The police were called – locks were changed and a temporary fix was made to attach cables to the frayed ends of the severed ones.
A lot of talk about karma came up. I’m of the mind that anyone angry enough or capable of such a crime already has to live with themselves.
We were back up and running and were not going to let that set-back have anymore power (or lack of) over us than it deserved.
Friday arrived and I was ready for a relaxing weekend.
I climbed out of my car, came through my gate and opened the front door.
And was greeted by – silence.
Butters was nowhere to be seen – or heard. And trust me, my hairy manatee is an excitable girl. She wriggles and whines and leaps at my return.
I had locked the door so she couldn’t be out?
Then slowly, a small noise and as I set my purse down, she limped out of my bedroom.
She hadn’t eaten – hadn’t taken a drink from her water bowl. Her tail hung between her legs and she moved gingerly.
I dropped to the floor beside her and started an examination – and to my horror, she let me.
I’ll try to describe her exuberance … I can’t get a leash on her in any time under 20 minutes. Trying to get her to stay still for her collar after a bath is like trying to hold back a herd of children at the Disneyland gates.
And she lay there – letting me probe between her pads for burrs – press her leg to test for warmth or tender spots.
I could see nothing out of the usual.
She then left me to lay in the bathroom. Not limping. (Perhaps she had just been laying awkwardly on it before I got home?) Now she was listless, shivering and unmoving.

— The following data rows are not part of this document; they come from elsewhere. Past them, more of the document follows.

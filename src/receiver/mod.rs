//! # Receiver Module
//!
//! The scanning side of Phoenix: filters advertisements down to valid
//! beacon frames, maintains one record per emitter (smoothed RSSI,
//! cached GPS, location history) and evicts emitters that fall silent.
//!
//! This module handles:
//! - The Idle → Starting → Scanning → Stopping lifecycle
//! - The ingress pipeline: unwrap → decode → validate → upsert → notify
//! - Periodic stale-record eviction on the receiver tick

pub mod store;

pub use store::{EmitterRecord, LocationFix, RecordStore};

use tokio::sync::{broadcast, mpsc, oneshot};
use tokio::time::{interval, Duration};
use tracing::{debug, info, warn};

use crate::beacon::{decode_payload, unwrap_frame, validate};
use crate::config::Config;
use crate::error::{PhoenixError, Result};
use crate::platform::{Advertisement, Central, Clock, RadioState};

/// Observer channel depth; slow observers miss snapshots, never block
const UPDATE_CHANNEL_DEPTH: usize = 32;

/// Receiver lifecycle state
#[derive(Debug, Clone, Copy, PartialEq, Eq)]
pub enum ReceiverStatus {
    Idle,
    Starting,
    Scanning,
    Stopping,
    Error,
}

/// The receiver: owns its central, the record store and the observers
pub struct Receiver<C, K> {
    central: C,
    clock: K,
    accepted_company_ids: Vec<u16>,
    tick_ms: u64,
    store: RecordStore,
    status: ReceiverStatus,
    update_tx: broadcast::Sender<EmitterRecord>,
}

impl<C: Central, K: Clock> Receiver<C, K> {
    pub fn new(central: C, clock: K, config: &Config) -> Self {
        let (update_tx, _) = broadcast::channel(UPDATE_CHANNEL_DEPTH);
        Self {
            central,
            clock,
            accepted_company_ids: config.radio.accepted_company_ids.clone(),
            tick_ms: config.finder.ui_tick_ms,
            store: RecordStore::new(config.receiver.clone()),
            status: ReceiverStatus::Idle,
            update_tx,
        }
    }

    pub fn status(&self) -> ReceiverStatus {
        self.status
    }

    /// Read-only view of the record store
    pub fn store(&self) -> &RecordStore {
        &self.store
    }

    /// Subscribe to record snapshots published after every ingest
    pub fn subscribe(&self) -> broadcast::Receiver<EmitterRecord> {
        self.update_tx.subscribe()
    }

    /// Enter the scanning state and obtain the advertisement stream
    ///
    /// # Errors
    ///
    /// Returns `BleUnavailable` when the adapter is not powered on, or
    /// `ScanFailed` when the platform refuses the scan; the receiver
    /// returns to Idle either way.
    pub async fn start_scanning(&mut self) -> Result<mpsc::Receiver<Advertisement>> {
        if self.status == ReceiverStatus::Scanning {
            return Err(PhoenixError::ScanFailed {
                cause: "already scanning".to_string(),
            });
        }
        self.status = ReceiverStatus::Starting;

        self.central.initialize().await?;
        let state = self.central.state();
        if state != RadioState::PoweredOn {
            self.status = ReceiverStatus::Idle;
            return Err(PhoenixError::BleUnavailable { state });
        }

        match self.central.start_scanning().await {
            Ok(stream) => {
                self.status = ReceiverStatus::Scanning;
                info!("receiver scanning");
                Ok(stream)
            }
            Err(e) => {
                warn!("scan start refused: {}", e);
                self.status = ReceiverStatus::Error;
                self.stop_scanning().await;
                Err(e)
            }
        }
    }

    /// Leave the scanning state (best effort, idempotent)
    pub async fn stop_scanning(&mut self) {
        if self.status == ReceiverStatus::Idle {
            return;
        }
        self.status = ReceiverStatus::Stopping;
        if let Err(e) = self.central.stop_scanning().await {
            debug!("central stop failed: {}", e);
        }
        self.status = ReceiverStatus::Idle;
        info!("receiver stopped");
    }

    /// Run one advertisement through the ingress pipeline
    ///
    /// Returns whether a record was updated. Foreign manufacturer data
    /// drops silently; a frame whose advertiser calls itself Phoenix
    /// but fails to parse is worth a debug line.
    pub fn ingest(&mut self, advertisement: &Advertisement) -> bool {
        if self.status != ReceiverStatus::Scanning {
            return false;
        }

        let payload_bytes =
            match unwrap_frame(&advertisement.manufacturer_data, &self.accepted_company_ids) {
                Ok((_, bytes)) => bytes,
                Err(_) => {
                    let name_hints_phoenix = advertisement
                        .local_name
                        .as_deref()
                        .map_or(false, |name| name.contains("Phoenix"));
                    if name_hints_phoenix {
                        self.store.note_dropped_frame();
                        debug!(
                            peer = %advertisement.peer_id,
                            "Phoenix-named peer sent an unparseable frame"
                        );
                    }
                    return false;
                }
            };

        let payload = match decode_payload(&payload_bytes) {
            Ok(payload) => payload,
            Err(e) => {
                self.store.note_dropped_frame();
                debug!(peer = %advertisement.peer_id, "payload decode failed: {}", e);
                return false;
            }
        };

        if !validate(&payload) {
            self.store.note_rejected_payload();
            debug!("payload from {:08X} failed validation", payload.device_id);
            return false;
        }

        let record = self.store.upsert(
            &advertisement.peer_id,
            advertisement.local_name.as_deref(),
            payload,
            advertisement.rssi_dbm,
            advertisement.received_at_ms,
        );
        // Lagging observers lose snapshots, never block the ingress
        let _ = self.update_tx.send(record.clone());
        true
    }

    /// Evict records older than the stale timeout
    pub fn evict_stale(&mut self) -> usize {
        self.store.evict_stale(self.clock.now_ms())
    }

    /// Drive the ingress until shutdown fires or the stream fails
    pub async fn run(&mut self, mut shutdown: oneshot::Receiver<()>) -> Result<()> {
        let mut advertisements = self.start_scanning().await?;
        let mut tick = interval(Duration::from_millis(self.tick_ms));

        loop {
            tokio::select! {
                received = advertisements.recv() => match received {
                    Some(advertisement) => {
                        self.ingest(&advertisement);
                    }
                    None => {
                        warn!("advertisement stream closed");
                        self.status = ReceiverStatus::Error;
                        self.stop_scanning().await;
                        return Err(PhoenixError::ScanFailed {
                            cause: "advertisement stream closed".to_string(),
                        });
                    }
                },
                _ = tick.tick() => {
                    let evicted = self.evict_stale();
                    if evicted > 0 {
                        debug!(evicted, "stale records removed");
                    }
                }
                _ = &mut shutdown => {
                    self.stop_scanning().await;
                    return Ok(());
                }
            }
        }
    }
}

#[cfg(test)]
mod tests {
    use super::*;
    use crate::beacon::{encode_payload, wrap_frame, BeaconFields, BeaconFlags, COMPANY_ID_APPLE};
    use crate::platform::loopback::{loopback_pair, LoopbackCentral};
    use crate::platform::mocks::FakeClock;
    use std::sync::Arc;

    fn beacon_frame(device_id: u32, battery_pct: f64) -> Vec<u8> {
        let fields = BeaconFields {
            device_id,
            latitude: 37.422,
            longitude: -122.084,
            altitude_msl_m: 12.0,
            relative_altitude_cm: 0.0,
            battery_pct,
            timestamp_s: 0.0,
            flags: BeaconFlags {
                gps_valid: true,
                ..Default::default()
            },
        };
        wrap_frame(&encode_payload(&fields), COMPANY_ID_APPLE).to_vec()
    }

    fn advertisement(manufacturer_data: Vec<u8>, name: Option<&str>, at_ms: u64) -> Advertisement {
        Advertisement {
            peer_id: "peer-1".to_string(),
            local_name: name.map(str::to_string),
            manufacturer_data,
            rssi_dbm: -60,
            received_at_ms: at_ms,
        }
    }

    async fn scanning_receiver(
        clock: FakeClock,
    ) -> (
        Receiver<LoopbackCentral, FakeClock>,
        mpsc::Receiver<Advertisement>,
    ) {
        let (_peripheral, central) = loopback_pair(Arc::new(clock.clone()), -60);
        let mut receiver = Receiver::new(central, clock, &Config::default());
        let stream = receiver.start_scanning().await.unwrap();
        (receiver, stream)
    }

    #[tokio::test]
    async fn test_ingest_creates_record() {
        let (mut receiver, _stream) = scanning_receiver(FakeClock::new()).await;

        let accepted = receiver.ingest(&advertisement(beacon_frame(7, 80.0), Some("Phoenix"), 100));
        assert!(accepted);

        let record = receiver.store().get(7).unwrap();
        assert_eq!(record.ble_peer_id, "peer-1");
        assert_eq!(record.display_name.as_deref(), Some("Phoenix"));
        assert_eq!(record.rssi_smoothed, -60);
        assert_eq!(record.last_seen_ms, 100);
    }

    #[tokio::test]
    async fn test_foreign_data_drops_silently() {
        let (mut receiver, _stream) = scanning_receiver(FakeClock::new()).await;

        // iBeacon-sized noise: wrong magic, no Phoenix name
        assert!(!receiver.ingest(&advertisement(vec![0x4C, 0x00, 0x02, 0x15, 0xAA], None, 0)));
        assert!(receiver.store().is_empty());
        assert_eq!(receiver.store().dropped_frames(), 0);

        // Same noise from a Phoenix-named peer is worth counting
        assert!(!receiver.ingest(&advertisement(
            vec![0x4C, 0x00, 0x02, 0x15, 0xAA],
            Some("Phoenix-7"),
            0
        )));
        assert_eq!(receiver.store().dropped_frames(), 1);
    }

    #[tokio::test]
    async fn test_invalid_payload_counted() {
        let (mut receiver, _stream) = scanning_receiver(FakeClock::new()).await;

        let mut frame = beacon_frame(7, 80.0);
        frame[4 + 16] = 101; // battery out of range
        assert!(!receiver.ingest(&advertisement(frame, None, 0)));
        assert!(receiver.store().is_empty());
        assert_eq!(receiver.store().rejected_payloads(), 1);
    }

    #[tokio::test]
    async fn test_ingest_noop_when_idle() {
        let clock = FakeClock::new();
        let (_peripheral, central) = loopback_pair(Arc::new(clock.clone()), -60);
        let mut receiver = Receiver::new(central, clock, &Config::default());

        assert!(!receiver.ingest(&advertisement(beacon_frame(7, 80.0), None, 0)));
        assert!(receiver.store().is_empty());
    }

    #[tokio::test]
    async fn test_observers_receive_snapshots() {
        let (mut receiver, _stream) = scanning_receiver(FakeClock::new()).await;
        let mut updates = receiver.subscribe();

        receiver.ingest(&advertisement(beacon_frame(9, 55.0), None, 42));

        let snapshot = updates.recv().await.unwrap();
        assert_eq!(snapshot.device_id, 9);
        assert_eq!(snapshot.payload.battery_pct, 55);
        assert_eq!(snapshot.last_seen_ms, 42);
    }

    #[tokio::test]
    async fn test_stale_records_evicted_on_tick() {
        let clock = FakeClock::new();
        let (mut receiver, _stream) = scanning_receiver(clock.clone()).await;

        receiver.ingest(&advertisement(beacon_frame(7, 80.0), None, 0));
        assert_eq!(receiver.store().len(), 1);

        clock.set(60_001);
        assert_eq!(receiver.evict_stale(), 1);
        assert!(receiver.store().is_empty());
    }

    #[tokio::test]
    async fn test_end_to_end_over_loopback() {
        use crate::emitter::Emitter;
        use crate::platform::mocks::{FixedRng, MockSensors};
        use crate::platform::{AccelSample, BatterySample, LocationSample, SensorSnapshot};

        let clock = FakeClock::new();
        let (peripheral, central) = loopback_pair(Arc::new(clock.clone()), -59);

        let snapshot = SensorSnapshot {
            location: Some(LocationSample {
                latitude: 37.422,
                longitude: -122.084,
                altitude_m: 12.0,
                accuracy_m: 8.0,
            }),
            accel: Some(AccelSample {
                x: 0.0,
                y: 0.0,
                z: 1.0,
            }),
            battery: BatterySample {
                level: 0.87,
                charging: false,
            },
            ..Default::default()
        };

        let config = Config::default();
        let mut emitter = Emitter::new(
            peripheral,
            MockSensors::new(vec![snapshot]),
            clock.clone(),
            &config,
            &mut FixedRng(0x0BAD_CAFE),
        );
        let mut receiver = Receiver::new(central, clock.clone(), &config);

        emitter.start_advertising().await.unwrap();
        let mut stream = receiver.start_scanning().await.unwrap();

        emitter.advertise_once().await.unwrap();
        let advertisement = stream.recv().await.unwrap();
        assert!(receiver.ingest(&advertisement));

        let record = receiver.store().get(0x0BAD_CAFE).unwrap();
        assert_eq!(record.rssi_smoothed, -59);
        assert!(record.payload.flags.gps_valid);
        assert_eq!(record.payload.battery_pct, 87);
        assert!((record.payload.latitude - 37.422).abs() < 1e-4);
    }
}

I checked her ears, her eyes, her gums, her stomach … all the while wondering “What will I do? How will I afford to get her care??” And telling her – “Don’t you leave me.”
My eyes welled with tears as I reached out to the online community for ideas.
My friend that ‘always knows when to show up’ threw some clothes on and abandoned her Friday night after her own long week, and headed over to be with us.
Butters perked up a little.
“Maybe she’s depressed.” Said my friend.
She had a point.
Life as she had known it had changed too.
From having the run of the yard all day to being shut indoors – and the absence of her boy. Big changes for a little canine world.
Perhaps she was just depressed.
By the time my friend left, she seemed to have perked up. I stayed up with her until after 1 a.m. to be sure.
The next morning she was herself again.
Just like that!
I quickly went to the grocery store returning with lots of dog treats – cleaned the house and just as I finished Butters barked at the front door. (Music to my ears to hear her vocalize by the way.)
In walked my friend holding coffee and polystyrene boxes.
“I brought brunch.”
We sat across from each other and shared half of each box. Butters was treated to some bacon.
“My heart is smiling at my stomach right now,” I said. “This is right up there – top 10 happiest moments.”
And it was.
My dog was okay, my friend had showed up and the food was amazing.
Before she left I added, “You’re her favorite person that comes over.”
“I’m the only person who comes over.”
I had to laugh at that.
Point well made – but things change. Could be in a few months that I don’t even live here anymore.
But I can count on who will walk through my front door.
I can always count on my friends.
And I don’t want to know the future – because I might miss something getting there.